By 1952, Syd Pollock signed Hank Aaron to his first professional contract, at $200 a month. Aaron played about three months as the Clowns' shortstop and cleanup hitter before being acquired by the Boston Braves organization for $10,000.

The Clowns fielded such stars as Buster Haywood, Hubert "Big Daddy" Wooten, DeWitt "Woody" Smallwood, showman and Harlem Globetrotter star "Goose" Tatum, and future Major Leaguers John Wyatt (Kansas City Athletics), Paul Casanova (Washington Senators), Hal King (Atlanta Braves), and Choo-Choo Coleman (New York Mets).

=== Female players ===
The Clowns were the first professional baseball team to hire a female player to a long-term contract that was not voided soon after. In an effort to replace Hank Aaron, who had left the team the previous year, the Clowns hired Toni Stone to play second base with the team in 1953, in which she batted .243. The following year the Clowns sold her contract to the Kansas City Monarchs.
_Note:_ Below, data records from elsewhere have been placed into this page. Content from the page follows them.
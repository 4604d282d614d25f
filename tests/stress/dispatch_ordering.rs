//! Stress test: intent ordering under many concurrent producers.
//!
//! All mutations funnel through the dispatcher's single queue, so a
//! producer's own intents apply in submission order and no update is
//! ever lost, however many producers race.

use std::sync::Arc;

use trustnet::{AcceptAll, ActionDispatcher, Identity, IntentOutcome, TrustStore};

fn spawn_session() -> (Arc<TrustStore>, trustnet::DispatcherHandle) {
    let store = Arc::new(TrustStore::new(Identity::new("ID1"), Box::new(AcceptAll)));
    let handle = ActionDispatcher::spawn(Arc::clone(&store));
    (store, handle)
}

#[tokio::test]
async fn stress_20_producers_lose_no_updates() {
    let (store, handle) = spawn_session();

    let mut tasks = Vec::new();
    for producer in 0..20 {
        let handle = handle.clone();
        tasks.push(tokio::spawn(async move {
            for i in 0..50 {
                handle
                    .add_trusted_key(
                        format!("peer-{producer}-{i}"),
                        format!("PUB-{producer}-{i}"),
                    )
                    .await
                    .expect("add should succeed");
            }
        }));
    }
    for t in tasks {
        t.await.unwrap();
    }

    assert_eq!(store.list_trusted(&Identity::new("ID1")).len(), 1_000);
    assert_eq!(store.version(), 1_000);
}

#[tokio::test]
async fn stress_per_producer_order_is_preserved() {
    let (store, handle) = spawn_session();

    // Each producer re-adds its own key with an increasing sequence
    // number as the nickname. Since one producer's submissions are
    // ordered, the surviving name must be its final one.
    let mut tasks = Vec::new();
    for producer in 0..10 {
        let handle = handle.clone();
        tasks.push(tokio::spawn(async move {
            for seq in 0..100 {
                handle
                    .add_trusted_key(format!("seq-{seq}"), format!("PUB-{producer}"))
                    .await
                    .expect("add should succeed");
            }
        }));
    }
    for t in tasks {
        t.await.unwrap();
    }

    let listed = store.list_trusted(&Identity::new("ID1"));
    assert_eq!(listed.len(), 10);
    for entry in listed {
        assert_eq!(entry.name, "seq-99", "later intents must win");
    }
}

#[tokio::test]
async fn stress_earlier_effects_visible_in_later_snapshots() {
    let (store, handle) = spawn_session();
    let (_sub, mut rx) = store.subscribe();

    // Submit A strictly before B from the same producer.
    handle.add_trusted_key("A", "PUB-A").await.unwrap();
    handle.add_trusted_key("B", "PUB-B").await.unwrap();

    let mut saw_b = false;
    while let Ok(snap) = rx.try_recv() {
        if snap.contains(&Identity::new("ID1"), "PUB-B") {
            saw_b = true;
        }
        // In every snapshot where B's effect is visible, A's must be too.
        if saw_b {
            assert!(snap.contains(&Identity::new("ID1"), "PUB-A"));
        }
    }
    assert!(saw_b);
}

#[tokio::test]
async fn stress_mixed_intents_with_failures_keep_the_loop_alive() {
    let (store, handle) = spawn_session();

    let mut tasks = Vec::new();
    for producer in 0..10 {
        let handle = handle.clone();
        tasks.push(tokio::spawn(async move {
            let mut applied = 0u64;
            for i in 0..50 {
                let key = format!("PUB-{producer}-{i}");
                handle
                    .add_trusted_key("peer", key.clone())
                    .await
                    .expect("add should succeed");
                applied += 1;

                // Half the removes target a key that never existed.
                let target = if i % 2 == 0 {
                    key
                } else {
                    format!("MISSING-{producer}-{i}")
                };
                match handle
                    .remove_trusted_key(Identity::new("ID1"), target)
                    .await
                {
                    Ok(IntentOutcome::Removed(_)) => applied += 1,
                    Ok(other) => panic!("unexpected outcome {other:?}"),
                    Err(trustnet::TrustError::NotFound(_)) => {}
                    Err(e) => panic!("unexpected error {e}"),
                }
            }
            applied
        }));
    }

    let mut total_applied = 0;
    for t in tasks {
        total_applied += t.await.unwrap();
    }

    // Versions count only committed mutations, failed removes excluded.
    assert_eq!(store.version(), total_applied);
    assert_eq!(store.list_trusted(&Identity::new("ID1")).len(), 250);
}
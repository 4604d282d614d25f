//! The authoritative trust mapping.
//!
//! All store state — the mapping, the current identity, and the
//! version counter — lives behind one mutex, so every mutation is
//! atomic from a reader's point of view: validate, mutate, snapshot,
//! and publish happen as one indivisible step. Reads clone out of the
//! critical section and never observe a torn map.

use std::collections::BTreeMap;
use std::sync::Mutex;

use crate::error::{Result, TrustError};
use crate::hub::{SnapshotReceiver, SubscriptionHandle, SubscriptionHub};
use crate::identity::{Identity, TrustedEntry};
use crate::storage::PersistedMapping;
use crate::validator::KeyValidator;

use super::snapshot::TrustSnapshot;

/// Mutable state guarded by the store's single mutex.
#[derive(Debug)]
struct StoreState {
    /// Identity → trust set, each set in insertion order and keyed by
    /// public key for uniqueness.
    mapping: BTreeMap<Identity, Vec<TrustedEntry>>,
    /// The active identity. Always present as a key in `mapping`.
    current: Identity,
    /// Committed mutation count.
    version: u64,
}

impl StoreState {
    fn snapshot(&self) -> TrustSnapshot {
        TrustSnapshot {
            version: self.version,
            current: self.current.clone(),
            mapping: self.mapping.clone(),
        }
    }
}

/// Identity-keyed store of trusted public keys.
///
/// Mutations normally arrive through the
/// [`ActionDispatcher`](crate::dispatch::ActionDispatcher), which
/// serializes them; calling the mutation methods directly from several
/// threads is still safe, only the relative order is then up to the
/// scheduler.
pub struct TrustStore {
    state: Mutex<StoreState>,
    hub: SubscriptionHub,
    validator: Box<dyn KeyValidator>,
}

impl std::fmt::Debug for TrustStore {
    fn fmt(&self, f: &mut std::fmt::Formatter<'_>) -> std::fmt::Result {
        f.debug_struct("TrustStore")
            .field("state", &self.state)
            .field("subscribers", &self.hub.subscriber_count())
            .finish()
    }
}

impl TrustStore {
    /// Create a store for `current`, pre-seeding its empty trust set.
    pub fn new(current: Identity, validator: Box<dyn KeyValidator>) -> Self {
        let mut mapping = BTreeMap::new();
        mapping.insert(current.clone(), Vec::new());
        Self {
            state: Mutex::new(StoreState {
                mapping,
                current,
                version: 0,
            }),
            hub: SubscriptionHub::new(),
            validator,
        }
    }

    /// Restore a store from a previously persisted mapping.
    ///
    /// If the persisted current identity has no mapping entry (it never
    /// trusted anyone), its empty set is seeded so the current identity
    /// is always a valid key into the mapping.
    pub fn from_persisted(persisted: PersistedMapping, validator: Box<dyn KeyValidator>) -> Self {
        let PersistedMapping {
            current,
            mut mapping,
        } = persisted;
        mapping.entry(current.clone()).or_default();
        Self {
            state: Mutex::new(StoreState {
                mapping,
                current,
                version: 0,
            }),
            hub: SubscriptionHub::new(),
            validator,
        }
    }

    // ── Mutations ─────────────────────────────────────────────────────────────

    /// Insert or refresh a trusted key under `identity`, or under the
    /// current identity when `identity` is `None` (resolved at
    /// application time, not enqueue time).
    ///
    /// Re-adding a key that is already trusted overwrites its nickname
    /// in place; the entry keeps its position in the set.
    ///
    /// # Errors
    ///
    /// Returns `TrustError::InvalidKey` if the validator rejects
    /// `public_key`, or `TrustError::UnknownIdentity` if an explicit
    /// `identity` is not present in the mapping. Unknown identities are
    /// never created implicitly; seed them via
    /// [`seed_identity`](Self::seed_identity) or an identity switch.
    pub fn add_trusted_key(
        &self,
        identity: Option<&Identity>,
        name: &str,
        public_key: &str,
    ) -> Result<TrustedEntry> {
        let mut state = self.lock_state();

        if !self.validator.validate(public_key) {
            let probe = Identity::new(public_key.to_string());
            log::debug!("rejected key {} for trust add", probe.fingerprint());
            return Err(TrustError::InvalidKey(probe.fingerprint()));
        }

        let target = match identity {
            Some(id) => {
                if !state.mapping.contains_key(id) {
                    return Err(TrustError::UnknownIdentity(id.fingerprint()));
                }
                id.clone()
            }
            None => state.current.clone(),
        };

        let entry = TrustedEntry::new(name, public_key);
        let set = state
            .mapping
            .get_mut(&target)
            .expect("target identity checked above");
        match set.iter_mut().find(|e| e.public_key == public_key) {
            Some(existing) => existing.name = entry.name.clone(),
            None => set.push(entry.clone()),
        }

        log::debug!(
            "trusted {} as {:?} under {}",
            entry.identity().fingerprint(),
            entry.name,
            target.fingerprint()
        );
        self.commit(&mut state);
        Ok(entry)
    }

    /// Remove the entry for `public_key` from `identity`'s trust set,
    /// returning it.
    ///
    /// # Errors
    ///
    /// Returns `TrustError::UnknownIdentity` if `identity` is not in
    /// the mapping, or `TrustError::NotFound` if the identity holds no
    /// entry for that key. A repeated remove deterministically yields
    /// `NotFound` and leaves the set unchanged.
    pub fn remove_trusted_key(&self, identity: &Identity, public_key: &str) -> Result<TrustedEntry> {
        let mut state = self.lock_state();

        let set = state
            .mapping
            .get_mut(identity)
            .ok_or_else(|| TrustError::UnknownIdentity(identity.fingerprint()))?;

        let position = set
            .iter()
            .position(|e| e.public_key == public_key)
            .ok_or_else(|| {
                TrustError::NotFound(Identity::new(public_key.to_string()).fingerprint())
            })?;
        let removed = set.remove(position);

        log::debug!(
            "untrusted {} under {}",
            removed.identity().fingerprint(),
            identity.fingerprint()
        );
        self.commit(&mut state);
        Ok(removed)
    }

    /// Make `identity` current.
    ///
    /// Switching to the already-current identity is a no-op success and
    /// publishes nothing.
    ///
    /// # Errors
    ///
    /// Returns `TrustError::UnknownIdentity` unless the identity
    /// already exists in the mapping; use
    /// [`switch_to_seeding`](Self::switch_to_seeding) to create it
    /// explicitly.
    pub fn switch_to(&self, identity: &Identity) -> Result<()> {
        let mut state = self.lock_state();

        if state.current == *identity {
            return Ok(());
        }
        if !state.mapping.contains_key(identity) {
            return Err(TrustError::UnknownIdentity(identity.fingerprint()));
        }

        state.current = identity.clone();
        log::debug!("switched current identity to {}", identity.fingerprint());
        self.commit(&mut state);
        Ok(())
    }

    /// Make `identity` current, seeding an empty trust set for it first
    /// if it is not yet known.
    pub fn switch_to_seeding(&self, identity: &Identity) -> Result<()> {
        let mut state = self.lock_state();

        if state.current == *identity {
            return Ok(());
        }

        state.mapping.entry(identity.clone()).or_default();
        state.current = identity.clone();
        log::debug!(
            "switched current identity to {} (seeded)",
            identity.fingerprint()
        );
        self.commit(&mut state);
        Ok(())
    }

    /// Seed an empty trust set for `identity` without switching to it.
    /// Idempotent: seeding a known identity changes and publishes
    /// nothing.
    pub fn seed_identity(&self, identity: &Identity) {
        let mut state = self.lock_state();
        if state.mapping.contains_key(identity) {
            return;
        }
        state.mapping.insert(identity.clone(), Vec::new());
        log::debug!("seeded empty trust set for {}", identity.fingerprint());
        self.commit(&mut state);
    }

    // ── Reads ─────────────────────────────────────────────────────────────────

    /// Copy of `identity`'s trust set in insertion order; empty if the
    /// identity holds no entries or is unknown. Never an error.
    pub fn list_trusted(&self, identity: &Identity) -> Vec<TrustedEntry> {
        self.lock_state()
            .mapping
            .get(identity)
            .cloned()
            .unwrap_or_default()
    }

    /// Immutable copy of the whole mapping at the current version.
    pub fn snapshot(&self) -> TrustSnapshot {
        self.lock_state().snapshot()
    }

    /// The active identity.
    pub fn current(&self) -> Identity {
        self.lock_state().current.clone()
    }

    /// Committed mutation count.
    pub fn version(&self) -> u64 {
        self.lock_state().version
    }

    // ── Subscriptions ─────────────────────────────────────────────────────────

    /// Register an observer for post-commit snapshots.
    pub fn subscribe(&self) -> (SubscriptionHandle, SnapshotReceiver) {
        self.hub.subscribe()
    }

    /// Remove an observer.
    pub fn unsubscribe(&self, handle: SubscriptionHandle) -> bool {
        self.hub.unsubscribe(handle)
    }

    /// The hub itself, for hosts that manage subscriptions directly.
    pub fn hub(&self) -> &SubscriptionHub {
        &self.hub
    }

    // ── Internal helpers ──────────────────────────────────────────────────────

    fn lock_state(&self) -> std::sync::MutexGuard<'_, StoreState> {
        // Mutation code cannot panic while holding the lock, so a
        // poisoned mutex still guards consistent state.
        self.state
            .lock()
            .unwrap_or_else(|poisoned| poisoned.into_inner())
    }

    /// Bump the version and publish the resulting snapshot while still
    /// holding the state lock, so subscribers see commits in version
    /// order with no gaps.
    fn commit(&self, state: &mut StoreState) {
        state.version += 1;
        self.hub.publish(&state.snapshot());
    }
}
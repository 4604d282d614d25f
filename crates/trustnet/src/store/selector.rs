//! Current-identity selection.
//!
//! A thin pointer into the store's keyspace: which identity's trust
//! set is "active" for display and filtering. The selector shares the
//! store's mutex, so a switch is atomic with respect to every other
//! mutation and publishes a snapshot like one.

use std::sync::Arc;

use crate::error::Result;
use crate::identity::{Identity, TrustedEntry};
use crate::store::TrustStore;

/// Handle over a shared store exposing only identity selection and the
/// current identity's view.
#[derive(Debug, Clone)]
pub struct CurrentIdentitySelector {
    store: Arc<TrustStore>,
}

impl CurrentIdentitySelector {
    /// Create a selector over `store`.
    pub fn new(store: Arc<TrustStore>) -> Self {
        Self { store }
    }

    /// The active identity.
    pub fn current(&self) -> Identity {
        self.store.current()
    }

    /// Switch to an identity already known to the mapping.
    ///
    /// # Errors
    ///
    /// Returns `TrustError::UnknownIdentity` for identities that were
    /// never seeded; switching never creates state implicitly.
    pub fn switch_to(&self, identity: &Identity) -> Result<()> {
        self.store.switch_to(identity)
    }

    /// Switch to an identity, explicitly seeding its empty trust set if
    /// it is new.
    pub fn switch_to_seeding(&self, identity: &Identity) -> Result<()> {
        self.store.switch_to_seeding(identity)
    }

    /// Trust set of the active identity, for filtered views.
    pub fn trusted_by_current(&self) -> Vec<TrustedEntry> {
        self.store.list_trusted(&self.store.current())
    }
}
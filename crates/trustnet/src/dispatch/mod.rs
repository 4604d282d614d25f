//! Intent serialization.
//!
//! Producers (UI, sync jobs, scripts) describe what they want as an
//! [`Intent`] and submit it through a [`DispatcherHandle`]; a single
//! consumer loop applies intents to the store strictly in arrival
//! order, so concurrent producers can never interleave or lose
//! updates.

pub mod dispatcher;
pub mod intent;

pub use dispatcher::{ActionDispatcher, DispatcherHandle, PendingOutcome};
pub use intent::{Intent, IntentOutcome};
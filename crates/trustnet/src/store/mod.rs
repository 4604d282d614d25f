//! The trust store and its read-side views.
//!
//! # Modules
//!
//! - [`trust_store`] — authoritative identity → trusted-key mapping.
//! - [`snapshot`] — immutable point-in-time copies of the mapping.
//! - [`selector`] — the current-identity pointer.

pub mod selector;
pub mod snapshot;
pub mod trust_store;

pub use selector::CurrentIdentitySelector;
pub use snapshot::TrustSnapshot;
pub use trust_store::TrustStore;
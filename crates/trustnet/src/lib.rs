//! Trustnet — a concurrent trust store for cryptographic identities.
//!
//! Maintains the mapping from a current identity to the set of public
//! keys it trusts, serializes all mutations through a single intent
//! queue, and publishes immutable snapshots to subscribers after every
//! committed change.

pub mod dispatch;
pub mod error;
pub mod hub;
pub mod identity;
pub mod storage;
pub mod store;
pub mod validator;

// Re-export primary types
pub use dispatch::{ActionDispatcher, DispatcherHandle, Intent, IntentOutcome, PendingOutcome};
pub use error::{Result, TrustError};
pub use hub::{SnapshotReceiver, SubscriptionHandle, SubscriptionHub};
pub use identity::{Identity, TrustedEntry};
pub use store::{CurrentIdentitySelector, TrustSnapshot, TrustStore};
pub use validator::{AcceptAll, Ed25519Validator, KeyValidator};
They hired two women replacements: Pitcher Mamie "Peanut" Johnson, who would go on to record a record of 33–8 while batting between .262 and .284 on the team, and second baseman Connie Morgan. Women also served as umpires for the team; notably, former Chicago model Nancy Miller, was the first female umpire in pro ball.

== Legacy ==
The 1976 movie The Bingo Long Traveling All-Stars & Motor Kings, starring James Earl Jones, Billy Dee Williams, and Richard Pryor, is loosely based on the barnstorming of the Indianapolis Clowns.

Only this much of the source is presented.